Earlier this year, in preparation for the 2015 opening of a new business history exhibition, American Enterprise, the Smithsonian’s National Museum of American History put out a call for current and past members of the National FFA Organization to submit their FFA jackets accompanied with their own personal agricultural history. The jackets and stories, to be featured in the agricultural portion of the exhibition, will examine the significance that agricultural education continues to play to our national identity.
At a ceremony last week, five jackets and their stories were selected; among them, a jacket from President Jimmy Carter and a jacket from USDA's Agricultural Research Service employee Mary "Louise" Reynnells. USDA employees work every day to ensure that American farmers have access to the opportunities they need, and many of their ties to agriculture extend well beyond their time at USDA. Here is Mary "Louise" Reynnells's story, and with it, her contribution to our agricultural heritage.
FFA Changed my Life
By Mary "Louise" Reynnells, USDA's Agricultural Research Service
I grew up in the house my great-grandfather had built. It was four houses down from Pacific High School in San Bernardino, California. When I started high school, I decided to try the vocational agriculture classes. The area had been rural, but was steadily becoming a very large city. We were still considered in the county area. The high school still had an agriculture department, complete with barns, shops, greenhouses and pastures. I liked plants and animals, so I decided to see what "ag" was all about. I was soon interested in the Future Farmers of America, or FFA Chapter, there. I went to a couple of meetings and was hooked. It was a great way to meet people at the high school and to be involved in school and community projects. I felt liked I was a part of something much bigger than myself that had an impact on all. That was the start of the rest of my life.
Agriculture has been a big part of my life ever since, and I owe a lot of that to my high school agriculture teachers and the FFA program. In FFA I started raising sheep. I started out with the high school sheep and showing one of those at the fair. I later raised them at my home, where there was just enough room to raise a couple of sheep. In FFA I became Treasurer and then my senior year President. I raised sheep and showed at the fairs, worked in the greenhouse, and learned a lot about wood and metal work in shop. I represented my area as a State Delegate for FFA and also was voted as the FFA "Chapter Sweetheart," which had an all-white jacket different than the traditional blue. I was taught a lot about leadership, respect for others and the earth as well as the plants and animals on the earth that help to feed and clothe us all. I learned a lot through working hard for what I wanted and the importance of giving back to my family, friends and community. My agriculture teachers were not only my high school instructors, but mentors for life. Even after I graduated, they stayed in touch while I went to college, where I got my Bachelors Degree in Animal Science.

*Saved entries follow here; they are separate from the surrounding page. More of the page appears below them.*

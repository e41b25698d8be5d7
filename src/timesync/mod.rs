//! Clock synchronization with a remote system.
//!
//! Each peer periodically sends a TIMESYNC probe stamped with its own clock and answers
//! the probes of the other side, so both ends track their offset to the other. Replies to
//! our own probes are turned into offset samples and fed through [filter::observe].
//!
//! Reference: <https://mavlink.io/en/services/timesync.html>
mod filter;

use std::sync::atomic::{AtomicBool, Ordering};
use std::sync::{Arc, Mutex, MutexGuard, PoisonError};

use tracing::{debug, trace, warn};

pub use filter::{observe, ClockOffsetEstimate, Outcome, Sample, TimesyncConfig};

use crate::clock::Clock;
use crate::transport::{MessageSink, Outbound, SystemTimeMessage, TimesyncMessage};

/// Diagnostic events produced while synchronizing.
#[derive(Debug, Clone, PartialEq)]
pub enum TimesyncEvent {
    ProbeSent {
        ts1: u64,
    },
    /// A peer-initiated probe was answered.
    ProbeAnswered {
        ts1: i64,
    },
    SampleAccepted {
        offset_ns: f64,
        skew_ns: f64,
        sample_count: u32,
    },
    /// Sample dropped because of its round-trip time.
    SampleRejected {
        rtt_ns: u64,
    },
    /// Round-trip time has been too high for too many samples in a row.
    HighRtt {
        rtt_ns: u64,
    },
    HighDeviation {
        deviation_ns: u64,
    },
    /// Remote time jumped and the estimate was reset.
    TimeJump {
        deviation_ns: u64,
    },
    RemoteClockValid {
        unix_usec: u64,
    },
    /// Remote reported a wall-clock time that cannot be valid; ours was sent in reply.
    InvalidRemoteClock {
        unix_usec: u64,
    },
}

/// Receives [TimesyncEvent]s. The filter itself never logs.
pub trait TimesyncObserver: Send + Sync {
    fn on_event(&self, event: &TimesyncEvent);
}

/// Default observer that logs events with `tracing`.
#[derive(Debug, Default, Clone, Copy)]
pub struct TracingObserver;

impl TimesyncObserver for TracingObserver {
    fn on_event(&self, event: &TimesyncEvent) {
        match event {
            TimesyncEvent::HighRtt { rtt_ns } => {
                warn!(rtt_ms = *rtt_ns as f64 / 1e6, "RTT too high for timesync");
            }
            TimesyncEvent::TimeJump { deviation_ns } => {
                warn!(
                    deviation_ms = *deviation_ns as f64 / 1e6,
                    "time jump detected, resetting time synchronizer"
                );
            }
            TimesyncEvent::InvalidRemoteClock { unix_usec } => {
                warn!(unix_usec, "wrong remote system time, sending ours");
            }
            TimesyncEvent::RemoteClockValid { unix_usec } => {
                debug!(unix_usec, "remote system time received");
            }
            TimesyncEvent::HighDeviation { deviation_ns } => {
                debug!(deviation_ns, "timesync sample deviates from estimate");
            }
            other => trace!(event = ?other, "timesync"),
        }
    }
}

struct State {
    estimate: ClockOffsetEstimate,
    last_probe_ns: Option<u64>,
}

/// Per-connection clock synchronization engine.
///
/// # Examples
/// ```
/// use std::sync::Arc;
/// use crossbeam::channel::unbounded;
/// use mavstream::clock::SystemClock;
/// use mavstream::timesync::{Timesync, TimesyncConfig};
/// use mavstream::transport::ChannelSink;
///
/// let (tx, rx) = unbounded();
/// let timesync = Timesync::new(
///     TimesyncConfig::default(),
///     Arc::new(SystemClock::default()),
///     Arc::new(ChannelSink::new(tx)),
/// );
/// timesync.set_link_active(true);
/// timesync.do_work();
/// assert_eq!(rx.len(), 1);
/// ```
pub struct Timesync {
    config: TimesyncConfig,
    clock: Arc<dyn Clock>,
    sink: Arc<dyn MessageSink>,
    observer: Box<dyn TimesyncObserver>,
    link_active: AtomicBool,
    state: Mutex<State>,
}

impl Timesync {
    pub fn new(config: TimesyncConfig, clock: Arc<dyn Clock>, sink: Arc<dyn MessageSink>) -> Self {
        let estimate = ClockOffsetEstimate::new(&config);
        Timesync {
            config,
            clock,
            sink,
            observer: Box::new(TracingObserver),
            link_active: AtomicBool::new(false),
            state: Mutex::new(State {
                estimate,
                last_probe_ns: None,
            }),
        }
    }

    #[must_use]
    pub fn with_observer(mut self, observer: Box<dyn TimesyncObserver>) -> Self {
        self.observer = observer;
        self
    }

    #[must_use]
    pub fn config(&self) -> &TimesyncConfig {
        &self.config
    }

    fn lock(&self) -> MutexGuard<'_, State> {
        self.state.lock().unwrap_or_else(PoisonError::into_inner)
    }

    /// Probes are only sent while the link is active.
    pub fn set_link_active(&self, active: bool) {
        self.link_active.store(active, Ordering::Relaxed);
    }

    /// Send an initiating probe if the link is active and the send interval has elapsed.
    pub fn do_work(&self) {
        if !self.link_active.load(Ordering::Relaxed) {
            return;
        }
        let now = self.clock.steady_ns();
        let interval = u64::try_from(self.config.send_interval.as_nanos()).unwrap_or(u64::MAX);
        {
            let mut state = self.lock();
            if let Some(last) = state.last_probe_ns {
                if now.saturating_sub(last) < interval {
                    return;
                }
            }
            state.last_probe_ns = Some(now);
        }
        self.sink.send(Outbound::Timesync(TimesyncMessage {
            tc1: 0,
            ts1: i64::try_from(now).unwrap_or(i64::MAX),
        }));
        self.observer.on_event(&TimesyncEvent::ProbeSent { ts1: now });
    }

    /// Handle a SYSTEM_TIME broadcast from the remote system.
    pub fn on_system_time(&self, msg: &SystemTimeMessage) {
        if msg.is_valid() {
            self.observer.on_event(&TimesyncEvent::RemoteClockValid {
                unix_usec: msg.time_unix_usec,
            });
            return;
        }
        self.sink.send(Outbound::SystemTime(SystemTimeMessage {
            time_unix_usec: self.clock.unix_usec(),
            time_boot_ms: self.clock.boot_ms(),
        }));
        self.observer.on_event(&TimesyncEvent::InvalidRemoteClock {
            unix_usec: msg.time_unix_usec,
        });
    }

    /// Handle a TIMESYNC message, either answering a peer probe or completing one of ours.
    pub fn on_timesync(&self, msg: &TimesyncMessage) {
        let now = self.clock.steady_ns();

        if msg.is_request() {
            self.sink.send(Outbound::Timesync(TimesyncMessage {
                tc1: i64::try_from(now).unwrap_or(i64::MAX),
                ts1: msg.ts1,
            }));
            self.observer
                .on_event(&TimesyncEvent::ProbeAnswered { ts1: msg.ts1 });
            return;
        }
        if msg.tc1 < 0 {
            debug!(tc1 = msg.tc1, "ignoring timesync with negative remote timestamp");
            return;
        }

        let sample = Sample::from_round_trip(msg.tc1, msg.ts1, now);
        let (outcome, estimate) = {
            let mut state = self.lock();
            let outcome = observe(&mut state.estimate, sample, &self.config);
            (outcome, state.estimate)
        };

        let event = match outcome {
            Outcome::Accepted => TimesyncEvent::SampleAccepted {
                offset_ns: estimate.offset_ns,
                skew_ns: estimate.skew_ns,
                sample_count: estimate.sample_count,
            },
            Outcome::HighRtt { rtt_ns, warn: true } => TimesyncEvent::HighRtt { rtt_ns },
            Outcome::HighRtt { rtt_ns, warn: false } => TimesyncEvent::SampleRejected { rtt_ns },
            Outcome::HighDeviation { deviation_ns } => {
                TimesyncEvent::HighDeviation { deviation_ns }
            }
            Outcome::Reset { deviation_ns } => TimesyncEvent::TimeJump { deviation_ns },
        };
        self.observer.on_event(&event);
    }

    /// Snapshot of the current estimate.
    #[must_use]
    pub fn current_offset(&self) -> ClockOffsetEstimate {
        self.lock().estimate
    }

    #[must_use]
    pub fn is_converged(&self) -> bool {
        self.current_offset().is_converged(&self.config)
    }

    /// Best estimate of the remote clock right now, in nanoseconds.
    #[must_use]
    pub fn remote_time_now(&self) -> u64 {
        self.translate_local_to_remote(self.clock.steady_ns())
    }

    #[must_use]
    pub fn translate_local_to_remote(&self, local_ns: u64) -> u64 {
        self.current_offset().to_remote(local_ns)
    }

    #[must_use]
    pub fn translate_remote_to_local(&self, remote_ns: u64) -> u64 {
        self.current_offset().to_local(remote_ns)
    }

    /// Drop all accumulated statistics, e.g., after reconnecting to a rebooted system.
    pub fn reset(&self) {
        let mut state = self.lock();
        state.estimate = ClockOffsetEstimate::new(&self.config);
    }
}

My first job after college was with the University of California at Riverside with the poultry area of the Cooperative Extension Service. It was a dream job. I worked outside with the birds and then inside in the office on original research. That is where I met my husband, a USDA Extension Service National Program Leader for Poultry in Washington, DC. We were married and I moved back to the Maryland area near Washington, DC, and got a job also with the U.S. Department of Agriculture's National Agricultural Library as an Information Specialist - where I am today after 27 years.
I have traveled in my job all over the U.S. and have met many people working in agriculture. I have also met four sitting Secretaries of Agriculture and numerous Under Secretaries. I have made agriculture my life, and mostly because I got involved at high school in an organization called FFA.